Ghosts ‘n Goblins Resurrection review – hard as ever, but clever with it

This game casts a spell. A very particular spell. It is hard as they come, punishing, brutal, unforgiving in its challenge. And yet I love it still. It’s not just difficult. It has a perspective on difficulty. It makes its sheer level of horribleness first endearing and then thrilling.

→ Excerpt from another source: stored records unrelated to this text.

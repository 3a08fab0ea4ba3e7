//! Token-dump CLI: run the Elm lexer over a file and print the stream.
//!
//! Debugging aid for the layout pass. `elm-lex Main.elm` prints the layout
//! token stream, one token per line; `elm-lex --raw Main.elm` prints the
//! primitive stream without layout processing.

use std::fs;
use std::path::PathBuf;

use clap::Parser;
use elm_syntax::diagnostics::ToolError;
use elm_syntax::lexer;

#[derive(Parser, Debug)]
#[command(name = "elm-lex")]
#[command(version)]
#[command(about = "Dump the token stream of an Elm source file", long_about = None)]
struct Cli {
    /// Elm source file to tokenize
    file: PathBuf,

    /// Print the primitive token stream, without layout processing
    #[arg(long)]
    raw: bool,
}

fn main() -> miette::Result<()> {
    // Initialize structured logging with env-based filter, defaulting to info
    let _ = tracing_subscriber::fmt()
        .with_env_filter(
            tracing_subscriber::EnvFilter::try_from_default_env()
                .unwrap_or_else(|_| tracing_subscriber::EnvFilter::new("info")),
        )
        .try_init();

    let cli = Cli::parse();
    let source = fs::read_to_string(&cli.file).map_err(|source| ToolError::ReadSource {
        path: cli.file.clone(),
        source,
    })?;

    let tokens = if cli.raw {
        lexer::lex_raw(&source)
    } else {
        lexer::lex(&source)
    };
    print!("{}", lexer::render_tokens(&tokens, &source));
    Ok(())
}
//! Error surface for the tooling entry points.
//!
//! Lexing itself never fails: any buffer, malformed indentation included,
//! produces a well-defined token stream, and diagnosing nonsense layout
//! belongs to the parser. The errors here cover the surrounding tooling,
//! such as the `elm-lex` binary loading a source file.

use std::path::PathBuf;

use miette::Diagnostic;
use thiserror::Error;

/// Errors produced by tooling built on the lexer.
#[derive(Debug, Error, Diagnostic)]
pub enum ToolError {
    /// The source file could not be loaded.
    #[error("failed to read `{}`", .path.display())]
    #[diagnostic(
        code(elm_syntax::read_source),
        help("check that the path exists and is readable")
    )]
    ReadSource {
        path: PathBuf,
        #[source]
        source: std::io::Error,
    },
}
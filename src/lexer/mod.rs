//! Lexer for the Elm programming language.
//!
//! Lexing runs in two passes:
//! - the **raw** pass scans characters into primitive tokens (identifiers,
//!   keywords, literals, operators, comments, trivia);
//! - the **layout** pass wraps the raw stream and applies Elm's offside rule,
//!   synthesizing virtual end-of-declaration / end-of-section tokens so block
//!   structure becomes explicit for an indentation-agnostic parser.
//!
//! ## Module Structure
//!
//! - `tokens` - Token types (`TokenKind`, `Token`, `Span`)
//! - `keywords` - Reserved-word registry (`KeywordId`)
//! - `raw` - Character-level tokenizer
//! - `layout` - Offside-rule transducer

pub mod keywords;
mod layout;
mod raw;
pub mod tokens;

pub use layout::{LayoutLexer, TAB_STOP};
pub use raw::RawLexer;
pub use tokens::{Span, Token, TokenKind, keyword_id};

/// Pull-based token source.
///
/// Both lexer passes expose this interface: the source is always parked on a
/// current token spanning `[current_start, current_end)`, and `advance` moves
/// to the next one. [`TokenKind::Eof`] is the explicit end-of-stream sentinel;
/// advancing past it must leave the source parked on `Eof`.
pub trait TokenSource {
    fn advance(&mut self);
    fn current_kind(&self) -> TokenKind;
    fn current_start(&self) -> usize;
    fn current_end(&self) -> usize;

    /// The current token as a value.
    fn current(&self) -> Token {
        Token::new(
            self.current_kind(),
            Span::new(self.current_start(), self.current_end()),
        )
    }
}

/// Run the full layout pass over `source` and collect the stream.
///
/// The stream ends with an `Eof` token; it never fails, malformed indentation
/// included (diagnosing that is the parser's job).
#[tracing::instrument(skip_all, fields(source_len = source.len()))]
pub fn lex(source: &str) -> Vec<Token> {
    collect(LayoutLexer::new(RawLexer::new(source)))
}

/// Tokenize `source` without layout processing.
#[tracing::instrument(skip_all, fields(source_len = source.len()))]
pub fn lex_raw(source: &str) -> Vec<Token> {
    collect(RawLexer::new(source))
}

fn collect(mut source: impl TokenSource) -> Vec<Token> {
    let mut tokens = Vec::new();
    loop {
        let token = source.current();
        let done = token.kind == TokenKind::Eof;
        tokens.push(token);
        if done {
            return tokens;
        }
        source.advance();
    }
}

/// Render a token stream one line per token, `kind start..end` plus the
/// source slice for content-bearing tokens. Shared by the `elm-lex` binary
/// and the golden tests.
pub fn render_tokens(tokens: &[Token], source: &str) -> String {
    let mut out = String::new();
    for token in tokens {
        let Span { start, end } = token.span;
        let name = token.kind.name();
        if token.kind.is_trivia() || token.kind.is_virtual() || token.kind == TokenKind::Eof {
            out.push_str(&format!("{name} {start}..{end}\n"));
        } else {
            out.push_str(&format!("{name} {start}..{end} {:?}\n", &source[start..end]));
        }
    }
    out
}
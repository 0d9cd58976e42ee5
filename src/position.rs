//! # Position Model
//!
//! Percentage coordinates plus auto/fixed sizing for any placeable element.
//!
//! - `x`, `y`: percent of the template canvas, always in `[0, 100]` once
//!   committed.
//! - `width`, `height`: `None` means auto (intrinsic size of the content or
//!   asset); `Some(px)` is an explicit size in template-space pixels.

use std::fmt;

use serde::{Deserialize, Serialize};

use crate::error::BadgeError;
use crate::format::Alignment;

pub const AXIS_MIN: f64 = 0.0;
pub const AXIS_MAX: f64 = 100.0;

/// x forced by center alignment.
pub const CENTER_ANCHOR_X: f64 = 50.0;
/// x forced by right alignment.
pub const RIGHT_ANCHOR_X: f64 = 90.0;

/// Clamp a coordinate into `[0, 100]`. NaN clamps to 0.
#[inline]
pub fn clamp_axis(value: f64) -> f64 {
    if value.is_nan() {
        return AXIS_MIN;
    }
    value.clamp(AXIS_MIN, AXIS_MAX)
}

/// Position and size of a placed element.
#[derive(Debug, Clone, Copy, PartialEq, Serialize, Deserialize)]
pub struct PositionedElement {
    pub x: f64,
    pub y: f64,
    pub width: Option<f64>,
    pub height: Option<f64>,
}

impl Default for PositionedElement {
    fn default() -> Self {
        Self::at(0.0, 0.0)
    }
}

impl PositionedElement {
    /// Auto-sized element at the given (clamped) coordinates.
    pub fn at(x: f64, y: f64) -> Self {
        Self {
            x: clamp_axis(x),
            y: clamp_axis(y),
            width: None,
            height: None,
        }
    }

    pub fn set_x(&mut self, x: f64) {
        self.x = clamp_axis(x);
    }

    pub fn set_y(&mut self, y: f64) {
        self.y = clamp_axis(y);
    }

    pub fn set_width(&mut self, width: Dimension) {
        self.width = width.px();
    }

    pub fn set_height(&mut self, height: Dimension) {
        self.height = height.px();
    }

    /// Apply the alignment anchor rule.
    ///
    /// Center forces `x = 50` and right forces `x = 90`; the previous x is
    /// not kept. Left leaves x where it is.
    pub fn apply_alignment(&mut self, alignment: Alignment) {
        match alignment {
            Alignment::Left => {}
            Alignment::Center => self.x = CENTER_ANCHOR_X,
            Alignment::Right => self.x = RIGHT_ANCHOR_X,
        }
    }

    pub fn is_auto_sized(&self) -> bool {
        self.width.is_none() && self.height.is_none()
    }
}

/// A sizing value: auto, or an explicit pixel size.
#[derive(Debug, Clone, Copy, PartialEq)]
pub enum Dimension {
    Auto,
    Px(f64),
}

impl Dimension {
    /// Parse `"auto"` or a non-negative number of pixels (`"120"`, `"120px"`).
    pub fn parse(input: &str) -> Result<Self, BadgeError> {
        let trimmed = input.trim();
        if trimmed.eq_ignore_ascii_case("auto") {
            return Ok(Dimension::Auto);
        }
        let number = trimmed.strip_suffix("px").unwrap_or(trimmed).trim();
        let value: f64 = number
            .parse()
            .map_err(|_| BadgeError::InvalidDimension(input.to_string()))?;
        Self::px_checked(value).ok_or_else(|| BadgeError::InvalidDimension(input.to_string()))
    }

    /// Explicit size, rejected when non-finite or negative.
    pub fn px_checked(value: f64) -> Option<Self> {
        (value.is_finite() && value >= 0.0).then_some(Dimension::Px(value))
    }

    pub fn px(&self) -> Option<f64> {
        match self {
            Dimension::Auto => None,
            Dimension::Px(v) => Some(*v),
        }
    }
}

impl From<Option<f64>> for Dimension {
    fn from(value: Option<f64>) -> Self {
        value.map_or(Dimension::Auto, Dimension::Px)
    }
}

impl fmt::Display for Dimension {
    fn fmt(&self, f: &mut fmt::Formatter<'_>) -> fmt::Result {
        match self {
            Dimension::Auto => f.write_str("auto"),
            Dimension::Px(v) => write!(f, "{v}px"),
        }
    }
}

/// Numeric X or Y control bound to a coordinate.
///
/// Holds the text the operator is typing. Keystrokes that would produce a
/// value outside `[0, 100]`, or that are not numeric at all, are rejected
/// without error. Partial input (`""`, `"-"`, `"."`) is held until commit.
#[derive(Debug, Clone, PartialEq)]
pub struct AxisInput {
    text: String,
    last_valid: f64,
}

impl AxisInput {
    pub fn new(value: f64) -> Self {
        let value = clamp_axis(value);
        Self {
            text: format_axis(value),
            last_valid: value,
        }
    }

    pub fn text(&self) -> &str {
        &self.text
    }

    pub fn value(&self) -> f64 {
        self.last_valid
    }

    /// Offer a new text value for the control. Returns whether it was taken.
    pub fn keystroke(&mut self, text: &str) -> bool {
        let trimmed = text.trim();
        if is_partial_number(trimmed) {
            self.text = trimmed.to_string();
            return true;
        }
        match trimmed.parse::<f64>() {
            Ok(v) if v.is_finite() && (AXIS_MIN..=AXIS_MAX).contains(&v) => {
                self.text = trimmed.to_string();
                self.last_valid = v;
                true
            }
            _ => false,
        }
    }

    /// Commit the current text: clamp numbers, revert anything else to the
    /// last valid value. Returns the committed value.
    pub fn commit(&mut self) -> f64 {
        let committed = match self.text.trim().parse::<f64>() {
            Ok(v) if v.is_finite() => clamp_axis(v),
            _ => self.last_valid,
        };
        self.set(committed);
        committed
    }

    /// Replace the control's value from the model side.
    pub fn set(&mut self, value: f64) {
        self.last_valid = clamp_axis(value);
        self.text = format_axis(self.last_valid);
    }
}

fn is_partial_number(text: &str) -> bool {
    matches!(text, "" | "-" | "." | "-.")
}

fn format_axis(value: f64) -> String {
    if value.fract() == 0.0 {
        format!("{}", value as i64)
    } else {
        format!("{value}")
    }
}
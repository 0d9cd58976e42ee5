//! Custom field lifecycle: label generation, add, remove, update.

use tracing::debug;

use super::{CustomField, FieldChange, TemplateModel};
use crate::error::BadgeError;
use crate::format::FormattingRecord;
use crate::position::{PositionedElement, clamp_axis};

pub const FIELD_LABEL_PREFIX: &str = "field";

/// Next generated label: `field{max + 1}` over labels shaped `field<N>`.
///
/// Gaps are never reused, so removing `field2` from `field1..field3` and
/// adding again yields `field4`. Suffixes too large to increment are
/// ignored.
pub fn next_field_label<'a>(labels: impl IntoIterator<Item = &'a str>) -> String {
    let next = labels
        .into_iter()
        .filter_map(|label| label.strip_prefix(FIELD_LABEL_PREFIX))
        .filter(|suffix| !suffix.is_empty() && suffix.chars().all(|c| c.is_ascii_digit()))
        .filter_map(|suffix| suffix.parse::<u64>().ok())
        .filter_map(|n| n.checked_add(1))
        .max()
        .unwrap_or(1);
    format!("{FIELD_LABEL_PREFIX}{next}")
}

impl TemplateModel {
    /// Add a field with a generated label, default format, and a position
    /// staggered below the existing fields.
    pub fn add_field(&mut self) -> &CustomField {
        self.add_field_with_text("")
    }

    /// [`add_field`](Self::add_field) with prefilled text.
    pub fn add_field_with_text(&mut self, text: &str) -> &CustomField {
        let label = next_field_label(self.fields.iter().map(|f| f.label.as_str()));
        let y = clamp_axis((self.fields.len() as f64 + 1.0) * self.field_y_step);
        let field = CustomField {
            id: uuid::Uuid::new_v4().to_string(),
            label,
            format: FormattingRecord::new(text),
            position: PositionedElement::at(0.0, y),
        };
        debug!(id = %field.id, label = %field.label, "adding field");
        self.fields.push(field);
        let index = self.fields.len() - 1;
        &self.fields[index]
    }

    /// Remove a field by id. Other fields keep their positions.
    pub fn remove_field(&mut self, id: &str) -> Result<CustomField, BadgeError> {
        let index = self
            .fields
            .iter()
            .position(|f| f.id == id)
            .ok_or_else(|| BadgeError::UnknownField(id.to_string()))?;
        Ok(self.fields.remove(index))
    }

    pub fn field(&self, id: &str) -> Option<&CustomField> {
        self.fields.iter().find(|f| f.id == id)
    }

    pub fn field_mut(&mut self, id: &str) -> Option<&mut CustomField> {
        self.fields.iter_mut().find(|f| f.id == id)
    }

    /// Apply changes coming from a field's editing surface.
    pub fn apply_field_changes(
        &mut self,
        id: &str,
        changes: &[FieldChange],
    ) -> Result<(), BadgeError> {
        let field = self
            .field_mut(id)
            .ok_or_else(|| BadgeError::UnknownField(id.to_string()))?;
        for change in changes {
            field.apply(change);
        }
        Ok(())
    }

    /// Rename a field. Labels are free text; only generation follows `fieldN`.
    pub fn rename_field(&mut self, id: &str, label: impl Into<String>) -> Result<(), BadgeError> {
        let field = self
            .field_mut(id)
            .ok_or_else(|| BadgeError::UnknownField(id.to_string()))?;
        field.label = label.into();
        Ok(())
    }
}

#[cfg(test)]
mod tests {
    use super::*;
    use crate::format::FormatChange;

    #[test]
    fn test_next_label_empty() {
        assert_eq!(next_field_label(Vec::<&str>::new()), "field1");
    }

    #[test]
    fn test_next_label_skips_gaps() {
        assert_eq!(next_field_label(["field1", "field3"]), "field4");
    }

    #[test]
    fn test_next_label_ignores_other_labels() {
        assert_eq!(
            next_field_label(["Name", "field", "field2b", "fieldx", "field7", "Field9"]),
            "field8"
        );
    }

    #[test]
    fn test_next_label_ignores_suffix_at_integer_limit() {
        assert_eq!(next_field_label(["field18446744073709551615", "field2"]), "field3");
        assert_eq!(next_field_label(["field99999999999999999999999"]), "field1");

        let mut model = TemplateModel::new();
        let id = model.add_field().id.clone();
        model.rename_field(&id, "field18446744073709551615").unwrap();
        assert_eq!(model.add_field().label, "field1");
    }

    #[test]
    fn test_add_first_field() {
        let mut model = TemplateModel::new();
        let field = model.add_field().clone();
        assert_eq!(field.label, "field1");
        assert_eq!(field.position, PositionedElement::at(0.0, 5.0));
        assert_eq!(field.format, FormattingRecord::default());
        assert!(!field.id.is_empty());
    }

    #[test]
    fn test_add_staggers_vertically() {
        let mut model = TemplateModel::new();
        model.add_field();
        model.add_field();
        let third = model.add_field().clone();
        assert_eq!(third.position.y, 15.0);
    }

    #[test]
    fn test_stagger_is_clamped() {
        let mut model = TemplateModel::new();
        model.field_y_step = 40.0;
        for _ in 0..3 {
            model.add_field();
        }
        assert_eq!(model.fields[2].position.y, 100.0);
    }

    #[test]
    fn test_remove_then_add_does_not_reuse_label() {
        let mut model = TemplateModel::new();
        model.add_field();
        let second = model.add_field().id.clone();
        model.add_field();
        let removed = model.remove_field(&second).unwrap();
        assert_eq!(removed.label, "field2");
        assert_eq!(model.add_field().label, "field4");
    }

    #[test]
    fn test_remove_keeps_other_positions() {
        let mut model = TemplateModel::new();
        let first = model.add_field().id.clone();
        model.add_field();
        model.add_field();
        let before: Vec<_> = model.fields[1..].iter().map(|f| f.position).collect();
        model.remove_field(&first).unwrap();
        let after: Vec<_> = model.fields.iter().map(|f| f.position).collect();
        assert_eq!(before, after);
    }

    #[test]
    fn test_remove_unknown_field() {
        let mut model = TemplateModel::new();
        assert!(matches!(
            model.remove_field("nope"),
            Err(BadgeError::UnknownField(_))
        ));
    }

    #[test]
    fn test_apply_field_changes() {
        let mut model = TemplateModel::new();
        let id = model.add_field_with_text("Hello").id.clone();
        model
            .apply_field_changes(
                &id,
                &[
                    FieldChange::Format(FormatChange::Bold(true)),
                    FieldChange::Y(42.0),
                ],
            )
            .unwrap();
        let field = model.field(&id).unwrap();
        assert!(field.format.is_bold);
        assert_eq!(field.format.text, "Hello");
        assert_eq!(field.position.y, 42.0);
    }
}
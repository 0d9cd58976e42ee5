//! # Preview Rendering
//!
//! Maps a [`TemplateModel`] authored in template space onto a scaled
//! interactive preview with a single scalar:
//!
//! ```text
//! scale = preview_width / canvas.width
//! left  = x% of canvas.width  * scale
//! top   = y% of canvas.height * scale
//! ```
//!
//! Explicit sizes and font sizes are multiplied by `scale` for display only;
//! the stored values stay in template-space units.

pub mod code;

pub use code::{CodeEncoder, CodeImage, CodeImageState, CodeRequest, OVERLAY_RATIO, QrCodeEncoder};

use serde::Serialize;

use crate::canvas::TemplateCanvas;
use crate::fonts::FontRegistry;
use crate::format::Alignment;
use crate::position::PositionedElement;
use crate::template::{AssetRef, TemplateModel};

/// What a preview element shows.
#[derive(Debug, Clone, PartialEq, Serialize)]
#[serde(tag = "type", rename_all = "snake_case")]
pub enum PreviewContent {
    Background {
        asset: AssetRef,
    },
    Branding {
        key: String,
        asset: AssetRef,
        name: Option<String>,
    },
    Logo {
        asset: AssetRef,
    },
    Code {
        /// Edge of the centered logo overlay, when a logo is present.
        overlay_size: Option<f64>,
    },
    Field {
        id: String,
        label: String,
        text: String,
        /// Font size scaled for the preview.
        font_size: f64,
        font_family: String,
        /// Whether a face for the family is installed (or built in).
        face_available: bool,
        color: String,
        bold: bool,
        italic: bool,
        underline: bool,
        alignment: Alignment,
    },
}

/// One placed element in preview pixels. Sizes of `None` are auto.
#[derive(Debug, Clone, PartialEq, Serialize)]
pub struct PreviewElement {
    pub left: f64,
    pub top: f64,
    pub width: Option<f64>,
    pub height: Option<f64>,
    #[serde(flatten)]
    pub content: PreviewContent,
}

/// The whole preview, back to front.
#[derive(Debug, Clone, PartialEq, Serialize)]
pub struct PreviewLayout {
    pub width: f64,
    pub height: f64,
    pub scale: f64,
    pub elements: Vec<PreviewElement>,
}

impl PreviewLayout {
    pub fn fields(&self) -> impl Iterator<Item = &PreviewElement> {
        self.elements
            .iter()
            .filter(|e| matches!(e.content, PreviewContent::Field { .. }))
    }

    pub fn code(&self) -> Option<&PreviewElement> {
        self.elements
            .iter()
            .find(|e| matches!(e.content, PreviewContent::Code { .. }))
    }
}

/// Scales template-space layouts onto a preview surface.
#[derive(Debug, Clone, Copy)]
pub struct PreviewRenderer {
    canvas: TemplateCanvas,
    preview_width: f64,
}

impl PreviewRenderer {
    pub fn new(canvas: TemplateCanvas, preview_width: f64) -> Self {
        Self {
            canvas,
            preview_width,
        }
    }

    pub fn scale(&self) -> f64 {
        self.preview_width / self.canvas.width
    }

    pub fn preview_height(&self) -> f64 {
        self.canvas.height * self.scale()
    }

    /// Preview-pixel origin of a positioned element.
    pub fn origin(&self, position: &PositionedElement) -> (f64, f64) {
        let scale = self.scale();
        (
            self.canvas.percent_to_x(position.x) * scale,
            self.canvas.percent_to_y(position.y) * scale,
        )
    }

    fn place(&self, position: &PositionedElement, content: PreviewContent) -> PreviewElement {
        let scale = self.scale();
        let (left, top) = self.origin(position);
        PreviewElement {
            left,
            top,
            width: position.width.map(|w| w * scale),
            height: position.height.map(|h| h * scale),
            content,
        }
    }

    /// Lay out every element of `model`, back to front: background,
    /// branding, logo, code, then text fields.
    pub fn layout(&self, model: &TemplateModel, fonts: &FontRegistry) -> PreviewLayout {
        let scale = self.scale();
        let mut elements = Vec::new();

        if let Some(background) = &model.background {
            elements.push(self.place(
                &background.position,
                PreviewContent::Background {
                    asset: background.asset.clone(),
                },
            ));
        }

        for item in &model.branding {
            elements.push(self.place(
                &item.position,
                PreviewContent::Branding {
                    key: item.key.clone(),
                    asset: item.asset.clone(),
                    name: item.name.clone(),
                },
            ));
        }

        if let Some(logo) = &model.logo {
            elements.push(self.place(
                &logo.position,
                PreviewContent::Logo {
                    asset: logo.asset.clone(),
                },
            ));
        }

        let code_edge = model.code.size as f64 * scale;
        let (left, top) = self.origin(&model.code.position);
        elements.push(PreviewElement {
            left,
            top,
            width: Some(code_edge),
            height: Some(code_edge),
            content: PreviewContent::Code {
                overlay_size: model.logo.as_ref().map(|_| code_edge * OVERLAY_RATIO),
            },
        });

        for field in &model.fields {
            let format = &field.format;
            elements.push(self.place(
                &field.position,
                PreviewContent::Field {
                    id: field.id.clone(),
                    label: field.label.clone(),
                    text: format.text.clone(),
                    font_size: format.font_size as f64 * scale,
                    font_family: format.font_family.clone(),
                    face_available: fonts.is_available(&format.font_family),
                    color: format.color.clone(),
                    bold: format.is_bold,
                    italic: format.is_italic,
                    underline: format.is_underline,
                    alignment: format.alignment,
                },
            ));
        }

        PreviewLayout {
            width: self.preview_width,
            height: self.preview_height(),
            scale,
            elements,
        }
    }
}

You know Ghosts ‘n Goblins by now. 2D action-platformers with a horror vibe. You know the dark of the series’ scrolling night. The creep and shudder of the monsters rising from its graveyards. You are a knight, powerful but also delicate, the merest hit shedding you of your armour and leaving you scampering around in your underwear. It is a gothic world, devils and skeletons, but it’s also quietly funny: that underwear, but also huge hands descending from the sky to grab you, and there’s something charming and comedic about the fist-pumping, knees-up run of yours, somehow so little of the expressed energy channeled into useful speed.

I love this world. It’s so wretched, but so inventive. Even before you get to the difficulty, just look at it, and listen too: the classic video game graveyard, with the yawning, dancing, Addams Family accompaniment of an organ on the soundtrack. Beyond the graveyard are crystal palaces, or is it ice? Dragon rides through the clouds, swooping and circling and jumping from one beast to the next. A little intestinal travelling, a little peristalsis, as you move through demon guts surrounded by razor teeth instead of waving villi. Around you: vampire bats! Hungry caterpillars! Clown skeletons! All of it delivered with an art style that was controversial at first but turns out to be pretty wonderful, really, everybody you meet a collection of jangling, jolting articulation points, everyone paper thin, all but dangling on strings. The rich dark colours recall folklore prints, or those lacquered Russian boxes containing secrets. The perfect style for a hideous way of life lit only by the moon.